Blue helps build productivity, trust, authority, peacefulness, and strength. Blue is a well-appreciated color. A significant number of people relate blue with integrity and reliability, making it a profound choice for sizeable corporate branding as well as a suave for mobile application icons and layouts.

Example Usage: Baby blue for young children’s products; light blues for calming and relaxing effects; bright blues for a refreshing feel; and dark blues for other areas where reliability and strength are needed.

Purple (secondary)
Purple is the color for enabling compassion and spiritual strength, which is formed as a result of adding red and blue together. It is also purposely used to create an aura of magical, mysterious, imaginative, luxurious, royalty, romance, wealth, and military honor.

Example Usage: light purples or mauve color for pampering, beauty, and romance; dark purples for luxury and wealth.

Neutrals
Neutral colors are incredibly vital for graphic design because they’re often presented as the backdrop and, thus, are expected to produce unique effects in coherence with the brighter accent colors. Among the colorful tones, they carry their own sophistication and meaningfulness.

White
White is used for expressing focus and minimalism. It orders the mind to declutter the unnecessary details and focus on a central object. It creates an acute sense of cleanliness, innocence, virginity, healthcare, purity, goodness, peace, and even bridal note.

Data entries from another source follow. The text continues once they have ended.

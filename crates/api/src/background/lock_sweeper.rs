//! Periodic purge of expired lock rows.
//!
//! Expired rows are already treated as absent by every lock operation, so
//! this only keeps the table small. Runs on a fixed `tokio::time::interval`.

use std::sync::Arc;
use std::time::Duration;

use editlock_core::coordinator::LockCoordinator;
use tokio_util::sync::CancellationToken;

/// Run the sweep loop until `cancel` is triggered.
pub async fn run(coordinator: Arc<LockCoordinator>, every: Duration, cancel: CancellationToken) {
    tracing::info!(interval_secs = every.as_secs(), "Lock sweeper started");

    let mut interval = tokio::time::interval(every);

    loop {
        tokio::select! {
            _ = cancel.cancelled() => {
                tracing::info!("Lock sweeper stopping");
                break;
            }
            _ = interval.tick() => {
                match coordinator.purge_expired().await {
                    Ok(0) => tracing::debug!("Lock sweeper: nothing to purge"),
                    Ok(purged) => tracing::info!(purged, "Lock sweeper: purged expired locks"),
                    Err(e) => tracing::error!(error = %e, "Lock sweeper: purge failed"),
                }
            }
        }
    }
}
pub mod edit_lock;
pub mod record_version;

Example Usage: Many news stations have white rooms for interviews. Designs that show-off products that are captured on a white background.

Black
The color ‘black,’ for which half of the world is crazy, can evoke both positive and negative emotions. It’s a very contextual color that emphasizes a variety of events such as elegance, simplicity, Halloween, power, respect, wealth, and formality.

Example Usage: Formal occasions.

Gray
Gray has a mixed reputation in the graphic designing realm. Hence, many people aren’t sure how to undertake it. It stays between black and white levels and can be interpreted as sleek and durable.

Example Usage: A dark grey hue is highly preferred for websites, and timeless brands such as Apple have utilized gray to set their iconic image throughout the next generations.

Final Thoughts

Color coding is a slice of the whole pie of graphic designing that needs to look appealing and expressive at the same time. To learn more handy details about the color composition and a multitude of different color theories, feel free to email us at hanna@hannalandisdesigns.com.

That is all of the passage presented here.